Before I start prepping for 1½ weeks in the US, I wanted to study my biggest winners of 2024:

• How I handled them
• What they had in common
• Identify areas of improvement

Post-analysis is vitally important for any serious trader. It allows you to review your actions outside the heat of the moment (trading) without a rose-tinted lens.

Study the past, so you can emulate and enhance your performance in future.🧵 To put all this into context, here are my stats for 2024:

• Avg. Gain: 5.24%
• Avg. Loss: 2.63%
• Hit Rate: 32%
• Total Number of Trades: 857
• Avg. Days Gain: 5 Days
• Avg. Days Loss: 1 Day

One jarring thing I’ve noticed is the total number of trades I made in 2024: 857 trades!

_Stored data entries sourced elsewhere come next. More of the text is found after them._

//! The align state machine.
//!
//! One invocation walks `Planning → Previewing → Confirming → Applying →
//! Verifying → Committed | RolledBack | NoChanges` and records the trail in
//! the report.
//! Preview mode stops after `Previewing` without touching the filesystem.
//! Fixes apply strictly one at a time in plan order; each is bracketed by a
//! [`Snapshot`] so a failed or unvalidated fix is restored byte-for-byte
//! while the run continues with the next one.

use crate::edit::{Overlay, apply_fix, ensure_relative};
use crate::error::AlignError;
use crate::generator::GeneratorCatalog;
use crate::planner::{Plan, Planner};
use crate::ports::{AcceptAll, Confirmer, FixPreview, ReviewPort, VcsPort};
use crate::runner::{CommandRunner, ShellCommandRunner};
use crate::snapshot::Snapshot;
use crate::validate::{FixValidator, ReassessValidator, Validation};
use agentready_assess::Scanner;
use agentready_types::align::{
    AlignMode, AlignReport, AlignState, FixOutcome, FixStatus, ReviewRequest, ScoreSnapshot,
};
use agentready_types::assessment::Assessment;
use agentready_types::fix::PlannedFix;
use agentready_types::{CancelFlag, ConfigError, Repository};
use chrono::Utc;
use std::collections::BTreeSet;
use std::sync::Arc;
use tracing::{debug, info, warn};

#[derive(Debug, Clone)]
pub struct AlignSettings {
    pub mode: AlignMode,

    /// Restrict planning to these attribute ids.
    pub attributes: Option<BTreeSet<String>>,

    pub interactive: bool,
    pub validate_each_fix: bool,
    pub allow_ai_assisted: bool,
    pub branch_prefix: String,
    pub commit_message: String,
}

impl Default for AlignSettings {
    fn default() -> Self {
        Self {
            mode: AlignMode::Preview,
            attributes: None,
            interactive: false,
            validate_each_fix: true,
            allow_ai_assisted: false,
            branch_prefix: "agentready/align-".to_string(),
            commit_message: "chore: apply agentready remediations".to_string(),
        }
    }
}

/// A planned fix together with its preview, or the reason it could not be
/// previewed.
struct Previewed {
    planned: PlannedFix,
    preview: Result<FixPreview, String>,
}

pub struct AlignEngine {
    scanner: Scanner,
    catalog: GeneratorCatalog,
    runner: Arc<dyn CommandRunner>,
    validator: Option<Arc<dyn FixValidator>>,
    confirmer: Arc<dyn Confirmer>,
    vcs: Option<Arc<dyn VcsPort>>,
    review: Option<Arc<dyn ReviewPort>>,
    cancel: CancelFlag,
}

impl AlignEngine {
    pub fn new(scanner: Scanner) -> Self {
        Self {
            scanner,
            catalog: GeneratorCatalog::builtin(),
            runner: Arc::new(ShellCommandRunner),
            validator: None,
            confirmer: Arc::new(AcceptAll),
            vcs: None,
            review: None,
            cancel: CancelFlag::new(),
        }
    }

    pub fn with_catalog(mut self, catalog: GeneratorCatalog) -> Self {
        self.catalog = catalog;
        self
    }

    pub fn with_runner(mut self, runner: Arc<dyn CommandRunner>) -> Self {
        self.runner = runner;
        self
    }

    /// Replaces the default re-assessing validator.
    pub fn with_validator(mut self, validator: Arc<dyn FixValidator>) -> Self {
        self.validator = Some(validator);
        self
    }

    pub fn with_confirmer(mut self, confirmer: Arc<dyn Confirmer>) -> Self {
        self.confirmer = confirmer;
        self
    }

    pub fn with_review(mut self, vcs: Arc<dyn VcsPort>, review: Arc<dyn ReviewPort>) -> Self {
        self.vcs = Some(vcs);
        self.review = Some(review);
        self
    }

    pub fn with_cancel(mut self, cancel: CancelFlag) -> Self {
        self.cancel = cancel;
        self
    }

    pub fn scanner(&self) -> &Scanner {
        &self.scanner
    }

    pub fn run(&self, repo: &Repository, settings: &AlignSettings) -> Result<AlignReport, AlignError> {
        let mut states = vec![AlignState::Planning];

        if !repo.root.is_dir() {
            return Err(AlignError::RepositoryUnavailable {
                path: repo.root.clone(),
                message: "not a directory".to_string(),
            });
        }
        if let Some(ids) = &settings.attributes {
            let ids: Vec<&str> = ids.iter().map(String::as_str).collect();
            self.scanner.registry().restrict(&ids)?;
        }
        let review_ports = self.review_ports(repo, settings)?;

        let assessment = self.scanner.scan(repo)?;
        let scorer = self.scanner.scorer();
        let before = ScoreSnapshot::from(&assessment.score);
        let plan = Planner::new(self.catalog.clone(), settings.allow_ai_assisted).plan(
            &assessment,
            scorer,
            settings.attributes.as_ref(),
        );
        info!(
            fixes = plan.fixes.len(),
            unfixable = plan.unfixable.len(),
            "align plan ready"
        );

        states.push(AlignState::Previewing);
        let (previewed, patch) = preview_plan(repo, &plan);
        let previewable: BTreeSet<String> = previewed
            .iter()
            .filter(|p| p.preview.is_ok())
            .map(|p| p.planned.attribute_id.clone())
            .collect();
        let projected = ScoreSnapshot::from(&scorer.project(&assessment.findings, &previewable));

        let mut report = AlignReport {
            schema: agentready_types::schema::AGENTREADY_ALIGN_V1.to_string(),
            mode: settings.mode,
            repo_root: repo.root.to_string(),
            states,
            before,
            projected,
            after: None,
            outcomes: Vec::new(),
            unfixable: plan.unfixable.clone(),
            patch,
            review: None,
            aborted: None,
        };

        if settings.mode == AlignMode::Preview {
            report.outcomes = previewed
                .into_iter()
                .map(|p| match p.preview {
                    Ok(_) => outcome(&p.planned, FixStatus::Previewed, None),
                    Err(e) => outcome(&p.planned, FixStatus::Failed, Some(e)),
                })
                .collect();
            return Ok(report);
        }

        // Confirmation, then the apply set in plan order.
        if settings.interactive {
            report.states.push(AlignState::Confirming);
        }
        let mut apply_set = Vec::new();
        for p in previewed {
            match p.preview {
                Err(e) => report
                    .outcomes
                    .push(outcome(&p.planned, FixStatus::Failed, Some(e))),
                Ok(preview) => {
                    if settings.interactive && !self.confirmer.confirm(&p.planned, &preview) {
                        debug!(attribute_id = %p.planned.attribute_id, "fix skipped by user");
                        report.outcomes.push(outcome(&p.planned, FixStatus::Skipped, None));
                    } else {
                        apply_set.push(p.planned);
                    }
                }
            }
        }

        let mut review = None;
        if let Some((vcs, _)) = &review_ports {
            let branch = format!(
                "{}{}",
                settings.branch_prefix,
                Utc::now().format("%Y%m%d%H%M%S")
            );
            vcs.create_branch(&repo.root, &branch)
                .map_err(AlignError::Vcs)?;
            review = Some(ReviewRequest {
                branch,
                commit: None,
                url: None,
            });
        }

        report.states.push(AlignState::Applying);
        let attempted = !apply_set.is_empty();
        let validator = self.validator(settings);
        let mut applied = 0usize;
        for (index, planned) in apply_set.iter().enumerate() {
            let stop = if self.cancel.is_cancelled() {
                Some("align run cancelled".to_string())
            } else if !repo.root.is_dir() {
                Some(format!("repository {} disappeared", repo.root))
            } else {
                None
            };
            if let Some(reason) = stop {
                warn!(reason = %reason, "aborting remaining fixes");
                for rest in &apply_set[index..] {
                    report
                        .outcomes
                        .push(outcome(rest, FixStatus::Aborted, Some(reason.clone())));
                }
                report.aborted = Some(reason);
                break;
            }

            let result = self.apply_one(repo, &assessment, planned, validator.as_deref());
            if result.status == FixStatus::Applied {
                applied += 1;
            }
            report.outcomes.push(result);
        }

        // Verification needs the tree; an engine-level abort on a vanished
        // repository leaves `after` unset.
        report.states.push(AlignState::Verifying);
        if repo.root.is_dir() {
            let fresh = self.scanner.scan(repo)?;
            report.after = Some(ScoreSnapshot::from(&fresh.score));
        }

        if let (Some((vcs, reviewer)), Some(mut request)) = (&review_ports, review) {
            let paths: Vec<String> = report
                .outcomes
                .iter()
                .filter(|o| o.status == FixStatus::Applied)
                .flat_map(|o| o.files.iter().map(|f| f.path.clone()))
                .collect::<BTreeSet<_>>()
                .into_iter()
                .collect();
            if !paths.is_empty() {
                let commit = vcs
                    .commit_all(&repo.root, &settings.commit_message, &paths)
                    .map_err(AlignError::Vcs)?;
                request.commit = Some(commit);
                vcs.push(&repo.root, &request.branch)
                    .map_err(AlignError::Vcs)?;
                let body = review_body(&report);
                request.url = reviewer
                    .open_review(&repo.root, &request.branch, &settings.commit_message, &body)
                    .map_err(AlignError::Review)?;
            }
            report.review = Some(request);
        }

        report.states.push(if applied > 0 {
            AlignState::Committed
        } else if attempted {
            AlignState::RolledBack
        } else {
            AlignState::NoChanges
        });
        info!(
            applied,
            rolled_back = report.count(FixStatus::RolledBack),
            failed = report.count(FixStatus::Failed),
            "align run finished"
        );
        Ok(report)
    }

    /// Review mode needs both ports and a git repository; checked before any
    /// mutation.
    #[allow(clippy::type_complexity)]
    fn review_ports(
        &self,
        repo: &Repository,
        settings: &AlignSettings,
    ) -> Result<Option<(Arc<dyn VcsPort>, Arc<dyn ReviewPort>)>, AlignError> {
        if settings.mode != AlignMode::ReviewRequest {
            return Ok(None);
        }
        let invalid = |message: &str| {
            AlignError::Config(ConfigError::InvalidValue {
                key: "align.mode".to_string(),
                message: message.to_string(),
            })
        };
        if !repo.is_git_repo() {
            return Err(invalid("review-request mode requires a git repository"));
        }
        match (&self.vcs, &self.review) {
            (Some(vcs), Some(review)) => Ok(Some((vcs.clone(), review.clone()))),
            _ => Err(invalid(
                "review-request mode requires version control and review ports",
            )),
        }
    }

    fn validator(&self, settings: &AlignSettings) -> Option<Arc<dyn FixValidator>> {
        if !settings.validate_each_fix {
            return None;
        }
        Some(self.validator.clone().unwrap_or_else(|| {
            Arc::new(ReassessValidator::new(self.scanner.registry().clone()))
        }))
    }

    fn apply_one(
        &self,
        repo: &Repository,
        assessment: &Assessment,
        planned: &PlannedFix,
        validator: Option<&dyn FixValidator>,
    ) -> FixOutcome {
        let touched = planned.fix.touched_paths();
        if let Some(err) = touched.iter().find_map(|p| ensure_relative(p).err()) {
            return outcome(planned, FixStatus::Failed, Some(err.to_string()));
        }

        let snapshot = match Snapshot::capture(&repo.root, &touched) {
            Ok(s) => s,
            Err(e) => {
                warn!(attribute_id = %planned.attribute_id, error = %format!("{e:#}"), "snapshot failed; fix not applied");
                return outcome(planned, FixStatus::Failed, Some(format!("snapshot failed: {e:#}")));
            }
        };

        if let Err(e) = apply_fix(&repo.root, &planned.fix, self.runner.as_ref()) {
            warn!(attribute_id = %planned.attribute_id, error = %e, "fix failed; rolling back");
            return rolled_back(planned, &snapshot, e.to_string());
        }

        if let (Some(validator), Some(before)) = (validator, assessment.finding(&planned.attribute_id))
            && let Validation::Failed(reason) = validator.validate(repo, planned, before)
        {
            warn!(attribute_id = %planned.attribute_id, reason = %reason, "validation failed; rolling back");
            return rolled_back(planned, &snapshot, format!("validation failed: {reason}"));
        }

        let mut result = outcome(planned, FixStatus::Applied, None);
        match snapshot.changes() {
            Ok(files) => result.files = files,
            Err(e) => result.message = Some(format!("could not hash changed files: {e:#}")),
        }
        debug!(attribute_id = %planned.attribute_id, files = result.files.len(), "fix applied");
        result
    }
}

fn rolled_back(planned: &PlannedFix, snapshot: &Snapshot, reason: String) -> FixOutcome {
    match snapshot.restore() {
        Ok(()) => outcome(planned, FixStatus::RolledBack, Some(reason)),
        Err(e) => outcome(
            planned,
            FixStatus::Failed,
            Some(format!("{reason}; restore failed: {e:#}")),
        ),
    }
}

/// Simulates the plan in order against an in-memory overlay.
fn preview_plan(repo: &Repository, plan: &Plan) -> (Vec<Previewed>, String) {
    let mut overlay = Overlay::new(&repo.root);
    let previewed = plan
        .fixes
        .iter()
        .map(|planned| {
            let preview = overlay
                .simulate(&planned.fix)
                .map(|patch| FixPreview {
                    preview: planned.fix.preview(),
                    patch,
                    points_gained: planned.points_gained,
                })
                .map_err(|e| format!("preview failed: {e}"));
            Previewed {
                planned: planned.clone(),
                preview,
            }
        })
        .collect();
    (previewed, overlay.patch())
}

fn outcome(planned: &PlannedFix, status: FixStatus, message: Option<String>) -> FixOutcome {
    FixOutcome {
        fix_id: planned.id.clone(),
        attribute_id: planned.attribute_id.clone(),
        generator: planned.generator.clone(),
        status,
        preview: planned.fix.preview(),
        points_gained: planned.points_gained,
        message,
        files: Vec::new(),
    }
}

fn review_body(report: &AlignReport) -> String {
    let mut body = format!(
        "Score {:.1} -> {}\n\n",
        report.before.overall,
        report
            .after
            .map(|a| format!("{:.1}", a.overall))
            .unwrap_or_else(|| "n/a".to_string())
    );
    for o in report.outcomes.iter().filter(|o| o.status == FixStatus::Applied) {
        body.push_str(&format!("- {}: {}\n", o.attribute_id, o.preview));
    }
    body
}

Overtrading has been an issue for 2024, especially during poor trading periods (add tilt into the mix and it gets worse). Reducing the frequency of trades during poor market environments, avoiding random trades, and taking quality setups within my rulebook in strong market environments is a focus point for me in 2025.

Diving deeper, I also noticed 7 trades contributing to the bulk of my PnL: $AGQ, $APP, $DJT, $IBIT, $INOD, $RDDT, $UPST.